California Voters Reject California’s Proposal to Abolish Private Surety Bail System and Use Pretrial Risk Assessments

On November 3, 2020, California asked its citizens whether to abolish the private surety bail system and replace it with a state wide risk assessment tool.  In a stunning defeat, the voters rejected Prop. 25.

In 2018, the California Legislature passed Senate Bill 10, to ban private surety bail and to replace it with a state wide expensive risk assessment tool procedure state wide.  The statute was not implemented until it was presented to the voters for adoption on November 3rd.

In a stunning defeat, voters rejected the legislation.  The item on the ballot was Proposition 25.

Community groups against Proposition 25 said in a statement after the election that voters “took heed of our alarms” about eliminating cash bail.

“We warned our communities that if passed, Prop. 25 would automate racial profiling, give unchecked power to judges and increase funding and power for corrupt probation departments,” said the statement by Lex Steppling and Dolores Canales, chairs of a No on Prop. 25 committee.

Prop. 25 created a unique coalition of opponents across all political spectrums.  The proposition was opposed by conservative groups and liberal groups a like.  Liberal groups opposed Prop. 25 because it included a risk assessment tool that these groups have all abandoned and no longer support.  Conservative groups opposed Prop. 25 because of community safety concerns.

Voters from San Diego to Crescent City made two points: (1) they wanted to keep their constitutional right to money bail in order to have the right to bail out their friends and family members; and, (2) they didn’t want a computer algorithm deciding who stayed in jail and who went home.
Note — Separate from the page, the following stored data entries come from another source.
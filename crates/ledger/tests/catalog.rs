use chrono::NaiveDate;
use sea_orm::Database;
use uuid::Uuid;

use ledger::{BudgetItem, Kind, Ledger, LedgerError, Month, TransactionCmd, TransferCmd};
use migration::MigratorTrait;

async fn ledger_with_db() -> Ledger {
    let db = Database::connect("sqlite::memory:").await.unwrap();
    migration::Migrator::up(&db, None).await.unwrap();
    Ledger::builder().database(db).build().await.unwrap()
}

fn d(year: i32, month: u32, day: u32) -> NaiveDate {
    NaiveDate::from_ymd_opt(year, month, day).unwrap()
}

#[tokio::test]
async fn payment_method_delete_is_blocked_while_referenced() {
    let ledger = ledger_with_db().await;
    let user = Uuid::new_v4();
    let cash = ledger.new_payment_method(user, "Cash", 0.0).await.unwrap();
    let bank = ledger.new_payment_method(user, "Bank", 0.0).await.unwrap();
    let category = ledger
        .new_category(user, Kind::Expense, "Food")
        .await
        .unwrap();
    let subcategory = ledger
        .new_subcategory(user, Kind::Expense, category.id, "Groceries")
        .await
        .unwrap();

    let tx = ledger
        .create_transaction(TransactionCmd::new(
            user,
            Kind::Expense,
            5_000.0,
            category.id,
            subcategory.id,
            cash.id,
            d(2026, 8, 1),
        ))
        .await
        .unwrap();

    let err = ledger.delete_payment_method(user, cash.id).await.unwrap_err();
    assert!(matches!(err, LedgerError::Conflict(_)));

    // Transfer references block the delete as well, on either leg.
    let transfer = ledger
        .create_transfer(TransferCmd::new(
            user,
            1_000.0,
            bank.id,
            cash.id,
            d(2026, 8, 2),
        ))
        .await
        .unwrap();
    let err = ledger.delete_payment_method(user, bank.id).await.unwrap_err();
    assert!(matches!(err, LedgerError::Conflict(_)));

    ledger.delete_transaction(user, tx.id).await.unwrap();
    ledger.delete_transfer(user, transfer.id).await.unwrap();
    ledger.delete_payment_method(user, cash.id).await.unwrap();
    ledger.delete_payment_method(user, bank.id).await.unwrap();
}

#[tokio::test]
async fn category_delete_requires_removing_subcategories_first() {
    let ledger = ledger_with_db().await;
    let user = Uuid::new_v4();
    let category = ledger
        .new_category(user, Kind::Expense, "Food")
        .await
        .unwrap();
    let subcategory = ledger
        .new_subcategory(user, Kind::Expense, category.id, "Groceries")
        .await
        .unwrap();

    let err = ledger.delete_category(user, category.id).await.unwrap_err();
    assert!(matches!(err, LedgerError::Conflict(_)));

    ledger
        .delete_subcategory(user, subcategory.id)
        .await
        .unwrap();
    ledger.delete_category(user, category.id).await.unwrap();
}

#[tokio::test]
async fn subcategory_delete_is_blocked_by_transactions_and_cascades_budgets() {
    let ledger = ledger_with_db().await;
    let user = Uuid::new_v4();
    let cash = ledger.new_payment_method(user, "Cash", 0.0).await.unwrap();
    let category = ledger
        .new_category(user, Kind::Expense, "Food")
        .await
        .unwrap();
    let subcategory = ledger
        .new_subcategory(user, Kind::Expense, category.id, "Groceries")
        .await
        .unwrap();
    let month: Month = "2026-08".parse().unwrap();
    ledger
        .upsert_budgets(user, month, &[BudgetItem::new(subcategory.id, 100_000.0)])
        .await
        .unwrap();

    let tx = ledger
        .create_transaction(TransactionCmd::new(
            user,
            Kind::Expense,
            5_000.0,
            category.id,
            subcategory.id,
            cash.id,
            d(2026, 8, 1),
        ))
        .await
        .unwrap();

    let err = ledger
        .delete_subcategory(user, subcategory.id)
        .await
        .unwrap_err();
    assert!(matches!(err, LedgerError::Conflict(_)));

    ledger.delete_transaction(user, tx.id).await.unwrap();
    ledger
        .delete_subcategory(user, subcategory.id)
        .await
        .unwrap();

    // The budget rows went with the subcategory.
    let rows = ledger.budget_overview(user, month).await.unwrap();
    assert!(rows.is_empty());
}

#[tokio::test]
async fn subcategory_kind_must_match_its_parent() {
    let ledger = ledger_with_db().await;
    let user = Uuid::new_v4();
    let category = ledger
        .new_category(user, Kind::Income, "Salary")
        .await
        .unwrap();

    let err = ledger
        .new_subcategory(user, Kind::Expense, category.id, "Groceries")
        .await
        .unwrap_err();
    assert!(matches!(err, LedgerError::Validation(_)));

    let err = ledger
        .new_subcategory(user, Kind::Expense, Uuid::new_v4(), "Groceries")
        .await
        .unwrap_err();
    assert!(matches!(err, LedgerError::NotFound(_)));
}

#[tokio::test]
async fn names_are_trimmed_and_blank_names_rejected() {
    let ledger = ledger_with_db().await;
    let user = Uuid::new_v4();

    let method = ledger
        .new_payment_method(user, "  Cash  ", 0.0)
        .await
        .unwrap();
    assert_eq!(method.name, "Cash");

    let err = ledger.new_payment_method(user, "   ", 0.0).await.unwrap_err();
    assert!(matches!(err, LedgerError::Validation(_)));

    let renamed = ledger
        .rename_payment_method(user, method.id, " Wallet ")
        .await
        .unwrap();
    assert_eq!(renamed.name, "Wallet");
    assert_eq!(renamed.balance, method.balance);
}

#[tokio::test]
async fn listings_are_sorted_by_name() {
    let ledger = ledger_with_db().await;
    let user = Uuid::new_v4();
    ledger.new_payment_method(user, "Wallet", 0.0).await.unwrap();
    ledger.new_payment_method(user, "Bank", 0.0).await.unwrap();
    ledger.new_payment_method(user, "Cash", 0.0).await.unwrap();

    let names: Vec<String> = ledger
        .payment_methods(user)
        .await
        .unwrap()
        .into_iter()
        .map(|m| m.name)
        .collect();
    assert_eq!(names, ["Bank", "Cash", "Wallet"]);

    let food = ledger
        .new_category(user, Kind::Expense, "Food")
        .await
        .unwrap();
    ledger
        .new_subcategory(user, Kind::Expense, food.id, "Snacks")
        .await
        .unwrap();
    ledger
        .new_subcategory(user, Kind::Expense, food.id, "Groceries")
        .await
        .unwrap();

    let names: Vec<String> = ledger
        .subcategories(user, Kind::Expense, Some(food.id))
        .await
        .unwrap()
        .into_iter()
        .map(|s| s.name)
        .collect();
    assert_eq!(names, ["Groceries", "Snacks"]);
}

#[tokio::test]
async fn reparenting_a_subcategory_keeps_the_kind() {
    let ledger = ledger_with_db().await;
    let user = Uuid::new_v4();
    let food = ledger
        .new_category(user, Kind::Expense, "Food")
        .await
        .unwrap();
    let transport = ledger
        .new_category(user, Kind::Expense, "Transport")
        .await
        .unwrap();
    let salary = ledger
        .new_category(user, Kind::Income, "Salary")
        .await
        .unwrap();
    let subcategory = ledger
        .new_subcategory(user, Kind::Expense, food.id, "Fuel")
        .await
        .unwrap();

    let moved = ledger
        .update_subcategory(user, subcategory.id, transport.id, "Fuel")
        .await
        .unwrap();
    assert_eq!(moved.category_id, transport.id);
    assert_eq!(moved.kind, Kind::Expense);

    let err = ledger
        .update_subcategory(user, subcategory.id, salary.id, "Fuel")
        .await
        .unwrap_err();
    assert!(matches!(err, LedgerError::Validation(_)));
}
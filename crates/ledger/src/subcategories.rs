//! The module contains `Subcategory` and its storage model.

use chrono::{DateTime, Utc};
use sea_orm::entity::{ActiveValue, prelude::*};
use serde::{Deserialize, Serialize};
use uuid::Uuid;

use crate::{Kind, LedgerError, ResultLedger};

/// A subcategory.
///
/// The leaf grouping transactions are recorded under. Its `kind` always
/// matches the parent category's kind; budgets are keyed on expense
/// subcategories.
#[derive(Clone, Debug, PartialEq, Eq, Serialize, Deserialize)]
pub struct Subcategory {
    pub id: Uuid,
    pub user_id: Uuid,
    pub kind: Kind,
    pub category_id: Uuid,
    pub name: String,
    pub created_at: DateTime<Utc>,
}

impl Subcategory {
    pub fn new(
        user_id: Uuid,
        kind: Kind,
        category_id: Uuid,
        name: String,
        created_at: DateTime<Utc>,
    ) -> Self {
        Self {
            id: Uuid::new_v4(),
            user_id,
            kind,
            category_id,
            name,
            created_at,
        }
    }
}

#[derive(Clone, Debug, PartialEq, DeriveEntityModel)]
#[sea_orm(table_name = "subcategories")]
pub struct Model {
    #[sea_orm(primary_key, auto_increment = false)]
    pub id: Uuid,
    pub user_id: Uuid,
    pub kind: String,
    pub category_id: Uuid,
    pub name: String,
    pub created_at: DateTimeUtc,
}

#[derive(Copy, Clone, Debug, EnumIter, DeriveRelation)]
pub enum Relation {
    #[sea_orm(
        belongs_to = "super::categories::Entity",
        from = "Column::CategoryId",
        to = "super::categories::Column::Id",
        on_update = "NoAction",
        on_delete = "NoAction"
    )]
    Categories,
}

impl Related<super::categories::Entity> for Entity {
    fn to() -> RelationDef {
        Relation::Categories.def()
    }
}

impl ActiveModelBehavior for ActiveModel {}

impl From<&Subcategory> for ActiveModel {
    fn from(value: &Subcategory) -> Self {
        Self {
            id: ActiveValue::Set(value.id),
            user_id: ActiveValue::Set(value.user_id),
            kind: ActiveValue::Set(value.kind.as_str().to_string()),
            category_id: ActiveValue::Set(value.category_id),
            name: ActiveValue::Set(value.name.clone()),
            created_at: ActiveValue::Set(value.created_at),
        }
    }
}

impl TryFrom<Model> for Subcategory {
    type Error = LedgerError;

    fn try_from(model: Model) -> ResultLedger<Self> {
        Ok(Self {
            id: model.id,
            user_id: model.user_id,
            kind: Kind::try_from(model.kind.as_str())?,
            category_id: model.category_id,
            name: model.name,
            created_at: model.created_at,
        })
    }
}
California Governor Gavin Newsome, who supported Senate Bill 10, turned out to be on the losing side of what was a double-digit defeat, as did the State’s Chief Justice and legislature.  After the election, Newsome said, “This sets back the entire cause.”  He said the defeat was “profoundly not just disappointing, but devastating” to the effort to end cash bail in California.  The Governor said that we, meaning end money bail activists, instead now face the “damning reality” that the defeat has “set back the cause a decade.”

The defeat was also a notable and historic setback for John Arnold, former Enron billionaire who is pushing his pretrial risk assessment algorithm from coast-to-coast by way of for-profit Arnold Ventures.  As groups from across the political spectrum are pushing for an end to these algorithms, including the prestigious Pretrial Justice Institute, the nation’s oldest pretrial reform institute, John Arnold pumped millions into the campaign in a self-interested move to deceive voters to vote for Senate Bill 10 in order to then pave the way for the State of California to use his algorithm.

Proposition 25 was also opposed by more than two dozen sheriffs in California, including Orange County Sheriff Don Barnes, who said ending cash bail removes an “important mechanism” for ensuring defendants appear in court.